- _What you should do_
Across all lines of the entries, tally those with the word "index" in them. The reply is the tally, by itself.

- _Source records_
+ + + + + + +

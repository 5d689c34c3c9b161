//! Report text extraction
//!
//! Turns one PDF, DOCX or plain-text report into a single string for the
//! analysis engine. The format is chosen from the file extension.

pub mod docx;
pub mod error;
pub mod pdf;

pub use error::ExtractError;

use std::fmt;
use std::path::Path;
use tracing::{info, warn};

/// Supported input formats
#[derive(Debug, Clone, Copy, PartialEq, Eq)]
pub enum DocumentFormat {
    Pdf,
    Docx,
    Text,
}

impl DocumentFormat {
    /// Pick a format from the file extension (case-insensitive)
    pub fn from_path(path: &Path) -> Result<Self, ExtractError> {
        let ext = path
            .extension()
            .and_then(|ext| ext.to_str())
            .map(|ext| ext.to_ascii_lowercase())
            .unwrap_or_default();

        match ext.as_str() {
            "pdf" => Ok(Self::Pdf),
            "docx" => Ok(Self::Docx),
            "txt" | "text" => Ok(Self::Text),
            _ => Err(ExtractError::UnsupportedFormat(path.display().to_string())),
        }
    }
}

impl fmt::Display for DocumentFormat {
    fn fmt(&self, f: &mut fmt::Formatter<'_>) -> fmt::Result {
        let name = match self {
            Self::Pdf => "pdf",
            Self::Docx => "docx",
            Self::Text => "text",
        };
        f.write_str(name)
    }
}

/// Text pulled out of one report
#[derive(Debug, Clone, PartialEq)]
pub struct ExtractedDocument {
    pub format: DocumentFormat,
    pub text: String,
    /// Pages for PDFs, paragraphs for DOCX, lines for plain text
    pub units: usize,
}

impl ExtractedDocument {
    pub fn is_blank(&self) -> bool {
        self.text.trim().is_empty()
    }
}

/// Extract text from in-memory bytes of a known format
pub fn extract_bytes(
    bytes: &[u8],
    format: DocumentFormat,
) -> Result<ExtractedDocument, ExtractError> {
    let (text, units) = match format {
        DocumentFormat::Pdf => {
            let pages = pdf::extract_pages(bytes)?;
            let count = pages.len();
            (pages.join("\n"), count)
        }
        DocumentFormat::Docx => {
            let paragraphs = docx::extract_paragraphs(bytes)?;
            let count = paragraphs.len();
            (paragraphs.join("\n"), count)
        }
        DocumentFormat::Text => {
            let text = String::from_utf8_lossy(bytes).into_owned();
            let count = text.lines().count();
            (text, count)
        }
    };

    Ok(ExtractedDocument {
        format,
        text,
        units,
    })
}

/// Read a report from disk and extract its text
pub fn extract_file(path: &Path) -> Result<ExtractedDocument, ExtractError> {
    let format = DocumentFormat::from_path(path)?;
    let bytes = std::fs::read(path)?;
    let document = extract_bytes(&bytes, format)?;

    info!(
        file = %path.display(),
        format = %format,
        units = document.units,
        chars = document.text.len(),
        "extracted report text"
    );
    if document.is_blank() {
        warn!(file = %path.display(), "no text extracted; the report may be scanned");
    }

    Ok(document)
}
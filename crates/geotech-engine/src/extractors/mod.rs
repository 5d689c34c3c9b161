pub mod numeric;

+ + + + + + +

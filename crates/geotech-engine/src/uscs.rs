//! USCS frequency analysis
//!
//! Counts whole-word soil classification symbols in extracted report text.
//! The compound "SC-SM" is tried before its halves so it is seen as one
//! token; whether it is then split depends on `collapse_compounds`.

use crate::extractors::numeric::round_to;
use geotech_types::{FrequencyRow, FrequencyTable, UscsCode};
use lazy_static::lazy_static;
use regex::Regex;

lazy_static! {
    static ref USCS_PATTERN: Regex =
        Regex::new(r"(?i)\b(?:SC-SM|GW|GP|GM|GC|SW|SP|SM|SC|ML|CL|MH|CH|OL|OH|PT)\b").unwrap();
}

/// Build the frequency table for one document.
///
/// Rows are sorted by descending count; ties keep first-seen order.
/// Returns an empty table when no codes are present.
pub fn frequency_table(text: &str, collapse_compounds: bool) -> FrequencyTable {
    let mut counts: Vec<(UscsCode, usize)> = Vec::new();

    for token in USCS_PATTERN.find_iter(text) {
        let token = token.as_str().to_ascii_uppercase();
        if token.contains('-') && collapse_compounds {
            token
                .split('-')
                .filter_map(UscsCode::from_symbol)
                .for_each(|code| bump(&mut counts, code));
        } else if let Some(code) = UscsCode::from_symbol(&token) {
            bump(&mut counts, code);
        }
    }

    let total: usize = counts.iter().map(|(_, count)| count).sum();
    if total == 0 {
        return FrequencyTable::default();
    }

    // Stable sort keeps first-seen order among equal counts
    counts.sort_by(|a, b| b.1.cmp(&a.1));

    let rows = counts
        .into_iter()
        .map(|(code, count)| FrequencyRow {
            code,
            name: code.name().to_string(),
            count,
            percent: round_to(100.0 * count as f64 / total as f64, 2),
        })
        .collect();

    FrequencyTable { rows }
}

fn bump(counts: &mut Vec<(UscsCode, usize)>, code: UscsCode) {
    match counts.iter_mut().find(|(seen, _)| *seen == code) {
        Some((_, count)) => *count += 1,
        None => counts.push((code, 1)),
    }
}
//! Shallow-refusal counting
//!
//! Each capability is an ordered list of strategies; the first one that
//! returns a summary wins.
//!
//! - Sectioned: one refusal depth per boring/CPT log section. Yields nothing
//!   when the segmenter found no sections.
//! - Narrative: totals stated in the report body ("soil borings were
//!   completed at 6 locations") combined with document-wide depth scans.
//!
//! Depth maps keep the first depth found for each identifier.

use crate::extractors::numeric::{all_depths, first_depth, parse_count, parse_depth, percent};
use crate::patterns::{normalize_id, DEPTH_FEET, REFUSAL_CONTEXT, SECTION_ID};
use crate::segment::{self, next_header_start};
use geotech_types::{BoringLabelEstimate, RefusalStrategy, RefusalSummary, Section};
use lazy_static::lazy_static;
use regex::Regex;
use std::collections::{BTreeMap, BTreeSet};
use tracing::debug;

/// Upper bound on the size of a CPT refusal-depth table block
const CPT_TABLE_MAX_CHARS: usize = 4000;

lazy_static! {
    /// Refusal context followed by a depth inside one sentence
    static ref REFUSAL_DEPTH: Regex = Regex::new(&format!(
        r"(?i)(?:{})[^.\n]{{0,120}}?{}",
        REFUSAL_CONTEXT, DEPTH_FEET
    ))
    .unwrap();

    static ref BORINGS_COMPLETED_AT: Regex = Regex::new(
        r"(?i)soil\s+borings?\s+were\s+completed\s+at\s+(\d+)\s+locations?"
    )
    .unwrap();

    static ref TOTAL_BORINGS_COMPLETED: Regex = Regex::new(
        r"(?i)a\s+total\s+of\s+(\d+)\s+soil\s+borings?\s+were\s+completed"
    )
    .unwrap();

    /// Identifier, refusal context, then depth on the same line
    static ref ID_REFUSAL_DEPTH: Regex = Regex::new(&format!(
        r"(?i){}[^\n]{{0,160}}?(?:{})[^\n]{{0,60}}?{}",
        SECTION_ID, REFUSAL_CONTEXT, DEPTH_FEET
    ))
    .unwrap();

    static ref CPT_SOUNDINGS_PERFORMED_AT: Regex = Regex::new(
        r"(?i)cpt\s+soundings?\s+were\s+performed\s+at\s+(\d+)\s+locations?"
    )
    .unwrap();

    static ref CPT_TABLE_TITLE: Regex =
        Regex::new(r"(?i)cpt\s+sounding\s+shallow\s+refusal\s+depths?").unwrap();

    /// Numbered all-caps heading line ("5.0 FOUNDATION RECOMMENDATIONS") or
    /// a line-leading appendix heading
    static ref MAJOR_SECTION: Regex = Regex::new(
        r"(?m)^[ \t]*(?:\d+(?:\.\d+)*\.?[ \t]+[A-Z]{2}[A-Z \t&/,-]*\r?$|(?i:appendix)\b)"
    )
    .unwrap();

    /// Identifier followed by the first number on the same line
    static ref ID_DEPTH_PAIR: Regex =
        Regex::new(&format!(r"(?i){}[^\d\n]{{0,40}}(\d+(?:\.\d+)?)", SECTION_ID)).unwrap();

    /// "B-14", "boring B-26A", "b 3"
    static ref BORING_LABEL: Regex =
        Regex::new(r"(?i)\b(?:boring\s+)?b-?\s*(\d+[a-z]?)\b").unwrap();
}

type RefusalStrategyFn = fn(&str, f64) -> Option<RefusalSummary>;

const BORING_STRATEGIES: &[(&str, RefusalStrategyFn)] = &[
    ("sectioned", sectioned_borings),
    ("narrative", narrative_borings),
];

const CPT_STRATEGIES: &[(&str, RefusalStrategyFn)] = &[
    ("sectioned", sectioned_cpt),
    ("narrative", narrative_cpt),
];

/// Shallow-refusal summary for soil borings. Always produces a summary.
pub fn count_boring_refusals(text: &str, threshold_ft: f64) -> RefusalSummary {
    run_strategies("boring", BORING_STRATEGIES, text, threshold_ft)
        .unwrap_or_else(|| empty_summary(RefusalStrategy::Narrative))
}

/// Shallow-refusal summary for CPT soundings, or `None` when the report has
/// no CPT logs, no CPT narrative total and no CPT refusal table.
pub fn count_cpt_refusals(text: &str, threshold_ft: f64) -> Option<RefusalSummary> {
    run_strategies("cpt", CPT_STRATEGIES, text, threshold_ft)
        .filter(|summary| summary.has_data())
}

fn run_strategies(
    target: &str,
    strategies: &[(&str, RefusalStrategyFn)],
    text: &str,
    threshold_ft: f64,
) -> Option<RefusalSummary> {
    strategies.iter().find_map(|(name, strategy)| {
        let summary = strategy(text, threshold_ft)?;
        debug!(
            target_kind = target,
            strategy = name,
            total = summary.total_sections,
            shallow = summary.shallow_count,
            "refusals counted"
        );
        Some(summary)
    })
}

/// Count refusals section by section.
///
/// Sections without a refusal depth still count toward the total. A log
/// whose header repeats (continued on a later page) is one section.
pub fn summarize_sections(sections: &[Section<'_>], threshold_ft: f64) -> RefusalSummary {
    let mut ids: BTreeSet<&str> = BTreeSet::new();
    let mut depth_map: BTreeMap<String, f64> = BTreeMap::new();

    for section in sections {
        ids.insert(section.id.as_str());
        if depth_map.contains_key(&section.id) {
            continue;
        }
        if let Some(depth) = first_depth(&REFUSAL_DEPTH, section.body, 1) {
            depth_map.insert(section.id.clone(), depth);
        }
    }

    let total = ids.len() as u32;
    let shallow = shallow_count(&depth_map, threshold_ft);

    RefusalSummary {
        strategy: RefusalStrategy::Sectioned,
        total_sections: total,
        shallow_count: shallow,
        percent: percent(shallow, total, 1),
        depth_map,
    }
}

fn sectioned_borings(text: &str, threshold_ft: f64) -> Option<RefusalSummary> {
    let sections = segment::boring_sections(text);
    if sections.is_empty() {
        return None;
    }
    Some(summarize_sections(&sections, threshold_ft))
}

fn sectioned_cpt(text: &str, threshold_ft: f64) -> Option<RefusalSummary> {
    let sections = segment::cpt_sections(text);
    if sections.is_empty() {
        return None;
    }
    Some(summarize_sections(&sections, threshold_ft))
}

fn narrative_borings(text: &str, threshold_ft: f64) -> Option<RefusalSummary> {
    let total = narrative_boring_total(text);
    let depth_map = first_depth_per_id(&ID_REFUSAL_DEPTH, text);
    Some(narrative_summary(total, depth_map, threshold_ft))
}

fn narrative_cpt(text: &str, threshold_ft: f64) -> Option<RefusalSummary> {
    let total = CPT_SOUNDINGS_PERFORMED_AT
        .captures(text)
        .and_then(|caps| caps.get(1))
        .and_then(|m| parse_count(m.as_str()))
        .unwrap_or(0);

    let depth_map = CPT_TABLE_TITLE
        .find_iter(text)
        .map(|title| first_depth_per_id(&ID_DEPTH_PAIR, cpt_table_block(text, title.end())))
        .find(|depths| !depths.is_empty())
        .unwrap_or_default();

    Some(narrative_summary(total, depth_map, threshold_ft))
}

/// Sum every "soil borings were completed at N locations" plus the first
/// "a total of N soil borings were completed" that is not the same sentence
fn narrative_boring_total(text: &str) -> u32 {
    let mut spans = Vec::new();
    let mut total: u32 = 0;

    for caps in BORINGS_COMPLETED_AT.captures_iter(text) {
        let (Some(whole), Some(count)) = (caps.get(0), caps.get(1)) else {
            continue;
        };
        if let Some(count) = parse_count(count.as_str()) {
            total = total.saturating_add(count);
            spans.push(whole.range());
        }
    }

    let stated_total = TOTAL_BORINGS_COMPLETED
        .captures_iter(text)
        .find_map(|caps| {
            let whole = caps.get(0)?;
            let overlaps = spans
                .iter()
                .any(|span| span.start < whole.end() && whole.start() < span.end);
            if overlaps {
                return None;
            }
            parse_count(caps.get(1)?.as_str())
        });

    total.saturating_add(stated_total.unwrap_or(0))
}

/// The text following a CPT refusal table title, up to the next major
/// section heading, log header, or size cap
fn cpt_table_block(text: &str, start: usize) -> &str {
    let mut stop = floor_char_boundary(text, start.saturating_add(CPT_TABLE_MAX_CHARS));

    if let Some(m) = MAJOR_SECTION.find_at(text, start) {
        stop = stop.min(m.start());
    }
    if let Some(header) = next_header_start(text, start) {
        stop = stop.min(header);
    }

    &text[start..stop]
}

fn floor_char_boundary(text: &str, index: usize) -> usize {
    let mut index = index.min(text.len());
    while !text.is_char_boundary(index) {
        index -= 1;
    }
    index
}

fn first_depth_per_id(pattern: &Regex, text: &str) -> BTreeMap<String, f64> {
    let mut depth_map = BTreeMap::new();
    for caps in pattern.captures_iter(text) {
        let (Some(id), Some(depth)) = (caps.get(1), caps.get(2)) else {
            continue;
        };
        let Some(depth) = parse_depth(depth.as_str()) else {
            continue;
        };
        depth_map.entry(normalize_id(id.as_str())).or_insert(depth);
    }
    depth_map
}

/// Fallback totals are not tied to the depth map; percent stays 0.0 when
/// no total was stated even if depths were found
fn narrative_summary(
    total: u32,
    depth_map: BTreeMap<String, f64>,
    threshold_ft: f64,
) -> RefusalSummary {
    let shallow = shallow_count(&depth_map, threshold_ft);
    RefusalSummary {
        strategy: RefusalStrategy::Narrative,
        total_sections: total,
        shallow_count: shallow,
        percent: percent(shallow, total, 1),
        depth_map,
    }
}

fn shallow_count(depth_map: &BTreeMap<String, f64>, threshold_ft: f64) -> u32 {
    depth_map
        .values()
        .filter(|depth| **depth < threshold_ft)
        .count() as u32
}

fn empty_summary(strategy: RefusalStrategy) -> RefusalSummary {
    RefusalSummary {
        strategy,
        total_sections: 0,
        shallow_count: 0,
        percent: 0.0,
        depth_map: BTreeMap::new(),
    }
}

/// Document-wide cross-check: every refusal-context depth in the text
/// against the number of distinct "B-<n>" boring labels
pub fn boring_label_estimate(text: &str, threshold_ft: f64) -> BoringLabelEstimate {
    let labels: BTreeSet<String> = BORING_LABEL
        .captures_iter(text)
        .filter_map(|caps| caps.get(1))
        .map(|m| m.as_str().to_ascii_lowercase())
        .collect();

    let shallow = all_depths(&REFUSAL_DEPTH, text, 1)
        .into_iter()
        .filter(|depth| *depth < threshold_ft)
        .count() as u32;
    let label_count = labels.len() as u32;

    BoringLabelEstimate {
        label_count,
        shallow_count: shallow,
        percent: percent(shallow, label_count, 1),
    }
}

+ + + + + + +

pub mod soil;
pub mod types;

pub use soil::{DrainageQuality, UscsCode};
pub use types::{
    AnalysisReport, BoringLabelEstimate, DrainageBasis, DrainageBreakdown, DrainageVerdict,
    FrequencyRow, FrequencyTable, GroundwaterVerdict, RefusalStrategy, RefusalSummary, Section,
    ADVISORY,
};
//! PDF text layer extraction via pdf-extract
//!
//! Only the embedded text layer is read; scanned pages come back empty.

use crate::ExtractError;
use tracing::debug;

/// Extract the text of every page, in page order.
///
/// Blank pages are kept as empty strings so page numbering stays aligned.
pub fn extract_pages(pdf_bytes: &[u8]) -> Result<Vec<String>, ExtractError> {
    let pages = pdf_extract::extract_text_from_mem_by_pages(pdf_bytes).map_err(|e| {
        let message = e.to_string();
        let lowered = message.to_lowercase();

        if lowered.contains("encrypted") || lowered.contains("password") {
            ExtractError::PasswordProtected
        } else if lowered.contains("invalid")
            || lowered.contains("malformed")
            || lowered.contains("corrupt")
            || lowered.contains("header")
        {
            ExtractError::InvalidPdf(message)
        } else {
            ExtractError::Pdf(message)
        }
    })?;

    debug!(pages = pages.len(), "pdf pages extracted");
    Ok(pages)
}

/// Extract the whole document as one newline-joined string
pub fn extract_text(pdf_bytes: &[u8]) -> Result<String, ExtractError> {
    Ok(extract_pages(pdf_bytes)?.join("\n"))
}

+ + + + + + +

- _Result for this exercise_
5